Performances à Orléans, “Les Rois de la piste” sont des “As” décoiffants !

Rappels à n’en plus finir et ovation.  A quelques heures de la clôture de la neuvième édition des soirées “Performances” proposées avec passion et succès depuis le 5 mars par la Scène Nationale d’Orléans, le spectacle “Les Rois de la piste”, de Thomas Lebrun, chorégraphe du Centre chorégraphique national de Tours, donné ce vendredi,  est follement  réjouissant et s’annonce déjà comme un presque bouquet final de la manifestation qui connaîtra toutefois son crescendo et point d’orgue,  ce samedi soir , avec “Four For”, de Halory Goerger.
 

©Frédéric_Iovino.

Thomas Lebrun emballe et stupéfie, tragi-follement

Pour revenir sur “Les Rois de la piste”, ballet pour cinq incroyables interprètes jouant du transgenre et de l’amour à qui mieux-mieux, tranformant par ailleurs la scène de la salle Touchard du Théâtre d’Orléans en discothèque craquante de haut vol sur fond de musiques où l’on vibre sur Cher, Gloria Gaynor, Corona, Miss Fitz, Snap, ou C+C Music Factory, on ne peut que s’enthousiasmer. Sur un carré de lumière façon néon, évolue à n’en plus finir, une croustillante galerie de portraits de danseurs sculptés par la lumière. Vitesse Grand V se succèdent ainsi l’hymne à une soirée gachée, à la drague, à la frime, à la séduction, à la provocation, ou au charme renversant d’une amoureuse qui officie de la main en évental sur les vapeurs de rose qui lui montent aux joues.
 

©Frédéric_Iovino.


 Place encore ici au désir , aux rocambolesques effleurements suivis d’effets.
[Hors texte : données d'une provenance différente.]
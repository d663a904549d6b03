use crate::core::model::{Action, SurfaceOutput};
use crate::core::ports::EditSurface;
use crate::core::session::BudgetSession;
use crate::utils::error::{BudgetError, Result};

/// The interactive driver: presents the startup summary, then runs one
/// action at a time to completion. Failures of individual actions are
/// presented and the session continues; only surface I/O errors abort.
pub struct SessionEngine<U: EditSurface> {
    session: BudgetSession,
    surface: U,
}

impl<U: EditSurface> SessionEngine<U> {
    pub fn new(session: BudgetSession, surface: U) -> Self {
        Self { session, surface }
    }

    pub fn run(&mut self) -> Result<()> {
        // Initial summary, like the sheet totals shown before any edit
        match self.session.summarize() {
            Ok(summary) => self.surface.present(&SurfaceOutput::Summary(summary))?,
            Err(err) => self.present_error(&err)?,
        }

        while let Some(action) = self.surface.next_action()? {
            match self.execute(action) {
                Ok(output) => self.surface.present(&output)?,
                Err(err) => self.present_error(&err)?,
            }
        }

        tracing::info!("Session ended");
        Ok(())
    }

    fn execute(&mut self, action: Action) -> Result<SurfaceOutput> {
        match action {
            Action::ShowSummary => self.session.summarize().map(SurfaceOutput::Summary),
            Action::UpdateServices(edits) => {
                tracing::info!("Applying {} edited service rows", edits.len());
                self.session
                    .apply_service_edits(edits)
                    .map(SurfaceOutput::ServicesTotal)
            }
            Action::UpdateHumanCapital(edits) => {
                tracing::info!("Summing {} edited human-capital rows", edits.len());
                self.session
                    .update_human_capital(edits)
                    .map(SurfaceOutput::HumanCapitalTotal)
            }
            Action::GrandTotal => self.session.grand_total().map(SurfaceOutput::GrandTotal),
        }
    }

    fn present_error(&mut self, err: &BudgetError) -> Result<()> {
        tracing::error!("Action failed: {}", err);
        self.surface.present(&SurfaceOutput::Error {
            message: err.user_friendly_message(),
            suggestion: err.recovery_suggestion(),
        })
    }

    pub fn session(&self) -> &BudgetSession {
        &self.session
    }
}
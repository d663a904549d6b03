use crate::utils::error::{BudgetError, Result};

pub trait Validate {
    fn validate(&self) -> Result<()>;
}

pub fn validate_path(field_name: &str, path: &str) -> Result<()> {
    if path.is_empty() {
        return Err(BudgetError::InvalidConfigValueError {
            field: field_name.to_string(),
            value: path.to_string(),
            reason: "Path cannot be empty".to_string(),
        });
    }

    if path.contains('\0') {
        return Err(BudgetError::InvalidConfigValueError {
            field: field_name.to_string(),
            value: path.to_string(),
            reason: "Path contains null bytes".to_string(),
        });
    }

    Ok(())
}

pub fn validate_non_empty_string(field_name: &str, value: &str) -> Result<()> {
    if value.trim().is_empty() {
        return Err(BudgetError::InvalidConfigValueError {
            field: field_name.to_string(),
            value: value.to_string(),
            reason: "Value cannot be empty or whitespace-only".to_string(),
        });
    }
    Ok(())
}

pub fn validate_output_format(field_name: &str, value: &str) -> Result<()> {
    let valid_formats = ["text", "json"];
    if !valid_formats.contains(&value) {
        return Err(BudgetError::InvalidConfigValueError {
            field: field_name.to_string(),
            value: value.to_string(),
            reason: format!(
                "Unsupported format. Valid formats: {}",
                valid_formats.join(", ")
            ),
        });
    }
    Ok(())
}
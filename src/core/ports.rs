use crate::core::model::{Action, SurfaceOutput};
use crate::utils::error::Result;

/// A workbook of named sheets. The domain reads the raw bytes of a sheet
/// exactly once, at load time.
pub trait WorkbookSource: Send + Sync {
    fn exists(&self) -> bool;
    fn read_sheet(&self, name: &str) -> Result<Vec<u8>>;
}

pub trait ConfigProvider: Send + Sync {
    fn workbook_path(&self) -> &str;
    fn services_sheet(&self) -> &str;
    fn human_capital_sheet(&self) -> &str;
}

/// The editing surface: produces one action per interaction and renders the
/// values the session computes. `next_action` returns `None` when the user
/// ends the session.
pub trait EditSurface {
    fn next_action(&mut self) -> Result<Option<Action>>;
    fn present(&mut self, output: &SurfaceOutput) -> Result<()>;
}
use crate::core::model::{Action, SurfaceOutput};
use crate::core::ports::EditSurface;
use crate::core::sheet;
use crate::utils::error::{BudgetError, Result};
use clap::ValueEnum;
use rust_decimal::Decimal;
use serde::{Deserialize, Serialize};
use serde_json::json;
use std::io::{self, Write};
use std::path::{Path, PathBuf};

#[derive(Debug, Clone, Copy, PartialEq, Eq, ValueEnum, Serialize, Deserialize)]
#[serde(rename_all = "lowercase")]
pub enum OutputFormat {
    Text,
    Json,
}

impl std::str::FromStr for OutputFormat {
    type Err = BudgetError;

    fn from_str(value: &str) -> Result<Self> {
        match value {
            "text" => Ok(OutputFormat::Text),
            "json" => Ok(OutputFormat::Json),
            other => Err(BudgetError::InvalidConfigValueError {
                field: "format".to_string(),
                value: other.to_string(),
                reason: "Valid formats: text, json".to_string(),
            }),
        }
    }
}

#[derive(Debug, Clone, PartialEq)]
enum Command {
    Empty,
    Summary,
    UpdateServices(PathBuf),
    UpdateHumanCapital(PathBuf),
    GrandTotal,
    Help,
    Quit,
    Invalid(String),
    Unknown(String),
}

fn parse_command(line: &str) -> Command {
    let trimmed = line.trim();
    if trimmed.is_empty() {
        return Command::Empty;
    }

    let (head, rest) = match trimmed.split_once(char::is_whitespace) {
        Some((head, rest)) => (head, rest.trim()),
        None => (trimmed, ""),
    };

    match head {
        "summary" => Command::Summary,
        "grand-total" => Command::GrandTotal,
        "update-services" => {
            if rest.is_empty() {
                Command::Invalid("update-services needs a CSV file path".to_string())
            } else {
                Command::UpdateServices(PathBuf::from(rest))
            }
        }
        "update-human-capital" => {
            if rest.is_empty() {
                Command::Invalid("update-human-capital needs a CSV file path".to_string())
            } else {
                Command::UpdateHumanCapital(PathBuf::from(rest))
            }
        }
        "help" => Command::Help,
        "quit" | "exit" => Command::Quit,
        other => Command::Unknown(other.to_string()),
    }
}

/// Line-oriented editing surface. Edited tables are submitted as CSV files
/// (edit in any spreadsheet tool, save, submit the path); computed totals
/// render as text or JSON. The numeric >= 0 constraints on service edits
/// are enforced here, before rows reach the model.
pub struct TerminalSurface {
    format: OutputFormat,
    stdin: io::Stdin,
}

impl TerminalSurface {
    pub fn new(format: OutputFormat) -> Self {
        Self {
            format,
            stdin: io::stdin(),
        }
    }

    fn read_service_edits(&self, path: &Path) -> Result<Action> {
        let bytes = std::fs::read(path)?;
        let label = path.display().to_string();
        let edits = sheet::decode_service_edits(&label, &bytes)?;
        Ok(Action::UpdateServices(edits))
    }

    fn read_human_capital_edits(&self, path: &Path) -> Result<Action> {
        let bytes = std::fs::read(path)?;
        let label = path.display().to_string();
        let edits = sheet::decode_human_capital_edits(&label, &bytes)?;
        Ok(Action::UpdateHumanCapital(edits))
    }

    fn print_help(&self) {
        println!("Commands:");
        println!("  summary                        show current category totals");
        println!("  update-services <file.csv>     submit an edited services sheet");
        println!("  update-human-capital <file.csv> submit an edited human-capital sheet");
        println!("  grand-total                    show the combined total");
        println!("  help                           show this help");
        println!("  quit                           end the session");
    }
}

fn error_output(err: &BudgetError) -> SurfaceOutput {
    SurfaceOutput::Error {
        message: err.user_friendly_message(),
        suggestion: err.recovery_suggestion(),
    }
}

fn format_usd(value: Decimal, places: u32) -> String {
    format!(
        "${:.precision$}",
        value.round_dp(places),
        precision = places as usize
    )
}

impl EditSurface for TerminalSurface {
    fn next_action(&mut self) -> Result<Option<Action>> {
        loop {
            print!("> ");
            io::stdout().flush()?;

            let mut line = String::new();
            let read = self.stdin.read_line(&mut line)?;
            if read == 0 {
                // EOF ends the session like an explicit quit
                return Ok(None);
            }

            match parse_command(&line) {
                Command::Empty => continue,
                Command::Summary => return Ok(Some(Action::ShowSummary)),
                Command::GrandTotal => return Ok(Some(Action::GrandTotal)),
                Command::UpdateServices(path) => match self.read_service_edits(&path) {
                    Ok(action) => return Ok(Some(action)),
                    Err(err) => {
                        tracing::warn!("Rejected services submission: {}", err);
                        self.present(&error_output(&err))?;
                    }
                },
                Command::UpdateHumanCapital(path) => match self.read_human_capital_edits(&path) {
                    Ok(action) => return Ok(Some(action)),
                    Err(err) => {
                        tracing::warn!("Rejected human-capital submission: {}", err);
                        self.present(&error_output(&err))?;
                    }
                },
                Command::Help => self.print_help(),
                Command::Quit => return Ok(None),
                Command::Invalid(reason) => eprintln!("❌ {}", reason),
                Command::Unknown(command) => {
                    eprintln!("❌ Unknown command: {} (try 'help')", command);
                }
            }
        }
    }

    fn present(&mut self, output: &SurfaceOutput) -> Result<()> {
        match self.format {
            OutputFormat::Text => match output {
                SurfaceOutput::Summary(summary) => {
                    println!(
                        "Total services/products cost: {}",
                        format_usd(summary.services_total, 2)
                    );
                    println!(
                        "Total human capital and operations cost: {}",
                        format_usd(summary.human_capital_total, 2)
                    );
                }
                SurfaceOutput::ServicesTotal(total) => {
                    println!("Updated services total: {}", format_usd(*total, 4));
                }
                SurfaceOutput::HumanCapitalTotal(total) => {
                    println!("Updated human capital total: {}", format_usd(*total, 4));
                }
                SurfaceOutput::GrandTotal(total) => {
                    println!("Grand total: {}", format_usd(*total, 2));
                }
                SurfaceOutput::Error {
                    message,
                    suggestion,
                } => {
                    eprintln!("❌ {}", message);
                    eprintln!("💡 {}", suggestion);
                }
            },
            OutputFormat::Json => {
                let value = match output {
                    SurfaceOutput::Summary(summary) => json!({ "summary": summary }),
                    SurfaceOutput::ServicesTotal(total) => json!({ "services_total": total }),
                    SurfaceOutput::HumanCapitalTotal(total) => {
                        json!({ "human_capital_total": total })
                    }
                    SurfaceOutput::GrandTotal(total) => json!({ "grand_total": total }),
                    SurfaceOutput::Error {
                        message,
                        suggestion,
                    } => json!({ "error": message, "suggestion": suggestion }),
                };
                println!("{}", serde_json::to_string(&value)?);
            }
        }

        Ok(())
    }
}
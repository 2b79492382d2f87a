//! Storage listing parser
//!
//! Turns `aws s3 ls --human-readable` output into download entries:
//!
//! ```text
//! 2024-01-02 10:11:12   85.3 MiB kungfu-app-2.0.0-win-x64.exe
//!                            PRE nightly/
//! ```

use crate::downloads::rules::FileRules;
use crate::utils;
use serde::Serialize;

/// One downloadable file on a release page
#[derive(Debug, Clone, PartialEq, Eq, Serialize)]
pub struct DownloadEntry {
  /// Display timestamp (+8h convention)
  pub date: String,
  /// Human-readable size, e.g. "85.3 MiB"
  pub size: String,
  /// File name
  pub name: String,
  pub url: String,
  /// Matched platform tag; absent for cross-platform files
  #[serde(skip_serializing_if = "Option::is_none")]
  pub platform: Option<String>,
}

/// Parse listing text for objects under `base_path`
///
/// `base_path` is the object prefix (`<artifact>/<major>/<version>/`) and is
/// appended to `download_base_url` to build each URL. Lines that are blank,
/// malformed, or name a file outside the suffix allow-list are skipped.
pub fn parse_listing(raw: &str, base_path: &str, download_base_url: &str, rules: &FileRules<'_>) -> Vec<DownloadEntry> {
  raw
    .lines()
    .filter_map(split_line)
    .filter(|line| rules.is_download(line.name))
    .map(|line| DownloadEntry {
      date: utils::listing_time(line.date, line.time),
      size: format!("{} {}", line.size, line.unit),
      name: line.name.to_string(),
      url: format!("{}{}{}", download_base_url, base_path, line.name),
      platform: rules.platform_of(line.name).map(str::to_string),
    })
    .collect()
}

struct ListingLine<'a> {
  date: &'a str,
  time: &'a str,
  size: &'a str,
  unit: &'a str,
  name: &'a str,
}

/// Split `date time size unit name`; the name keeps any inner spaces
fn split_line(line: &str) -> Option<ListingLine<'_>> {
  let mut rest = line.trim();
  let mut fields = [""; 4];
  for field in fields.iter_mut() {
    let (head, tail) = rest.split_once(char::is_whitespace)?;
    *field = head;
    rest = tail.trim_start();
  }
  if rest.is_empty() {
    return None;
  }

  let [date, time, size, unit] = fields;
  Some(ListingLine {
    date,
    time,
    size,
    unit,
    name: rest,
  })
}
//! Integration tests for the release-page binary
//!
//! Only failure paths run here; a successful run needs the storage CLI.

use crate::helpers::{TestWorkspace, run_release_page};
use anyhow::Result;

#[test]
fn test_missing_inputs_fail_with_user_exit_code() -> Result<()> {
  let ws = TestWorkspace::new()?;
  ws.add_package(".", "@kungfu-trader/kungfu-app", true)?;

  let output = run_release_page(&ws.path, &[], &[])?;
  let stderr = String::from_utf8_lossy(&output.stderr);

  assert_eq!(output.status.code(), Some(1));
  assert!(stderr.contains("Missing required input: bucket-release"), "stderr: {}", stderr);
  Ok(())
}

#[test]
fn test_title_without_version_is_rejected() -> Result<()> {
  let ws = TestWorkspace::new()?;
  ws.add_package(".", "@kungfu-trader/kungfu-app", true)?;

  let output = run_release_page(
    &ws.path,
    &["--bucket-release", "releases", "--bucket-prebuilt", "prebuilt"],
    &[("PR_TITLE", "Release")],
  )?;
  let stderr = String::from_utf8_lossy(&output.stderr);

  assert_eq!(output.status.code(), Some(1));
  assert!(stderr.contains("No version found"), "stderr: {}", stderr);
  Ok(())
}

#[test]
fn test_title_read_from_event_payload() -> Result<()> {
  let ws = TestWorkspace::new()?;
  ws.add_package(".", "@kungfu-trader/kungfu-app", true)?;
  let event = ws.write_file(
    "event.json",
    r#"{"pull_request": {"title": "Prepare"}, "repository": {"name": "kungfu", "owner": {"login": "kungfu-trader"}}}"#,
  )?;
  let event = event.to_string_lossy().into_owned();

  let output = run_release_page(
    &ws.path,
    &["--bucket-release", "releases", "--bucket-prebuilt", "prebuilt"],
    &[("GITHUB_EVENT_PATH", event.as_str())],
  )?;
  let stderr = String::from_utf8_lossy(&output.stderr);

  assert_eq!(output.status.code(), Some(1));
  assert!(stderr.contains("'Prepare'"), "stderr: {}", stderr);
  Ok(())
}

#[test]
fn test_invalid_config_is_reported() -> Result<()> {
  let ws = TestWorkspace::new()?;
  ws.add_package(".", "@kungfu-trader/kungfu-app", true)?;
  ws.write_file("release-page.toml", "platforms = []\n")?;

  let output = run_release_page(
    &ws.path,
    &["--bucket-release", "releases", "--bucket-prebuilt", "prebuilt", "--title", "Release v2.0.0"],
    &[],
  )?;
  let stderr = String::from_utf8_lossy(&output.stderr);

  assert_eq!(output.status.code(), Some(1));
  assert!(stderr.contains("platforms"), "stderr: {}", stderr);
  Ok(())
}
Bref, conjuguant sur un tempo d’enfer et avec une ensorcelante maîtrise l’humour et la sensualité, la pudeur et l’abandon et cette jolie façon qui consiste a affirmer que les apprentis machos sont des benêts désemparés, Thomas Lebrun, qui aime aussi Schubert, celui du quatuor La jeune fille et la mort , nous captive.
 
Car dans cet ébouriffant spectacle , il s’agit aussi de l’œuvre d’un chorégraphe qui pratique, avec un minimalisme envoûtant, une palpitation réglée au millimètre. Il a l’art totalement fou de mettre en noir et gris la belle danse, cette ronde de Matisse.
 
Celle où les artistes livrent leur nudité.
 

Marie-Pascale Dubé, un rouge- gorge autour de Inuit…

© Jeff_Humbert


En poursuite de soirée, voici cette fois le “Solo”, de Marie-Pascale Dubé présenté cette fois dans l’intimiste salle Vitez. Voici une étourdissante performance vocale inspirée des chants de gorge Inuit. Sur la scène, voici que s’élève et s’avance côté cour, un prenant filet de voix serti d’une robe rouge et qui prend place au cœur d’un espace dépouillé, animé de lumière entre chien et loup. Tout est ici très beau, audacieux et troublant. Voici une présence saisissant.
 
Dans ce chant, tour de voix à chaque concert renouvelé, voici les dialogue à la fois rauques et enchanteurs, d’une gravité prenante et parfois effrayante d’intensité, ceux qui émanent du corps d’une seule et même belle personne appelant à s’inspirer et à respirer de l’humain. Ce vendredi, Marie-Pascale Dubé fut, elle aussi, une artiste extrêmement choyée par le public orléanais.
 
Jean-Dominique Burtin.
 

Clôture des soirées Performances:

 
Samedi 16 mars, à 20 heures, salle Barrault avec “Four For”, de Halory Georger.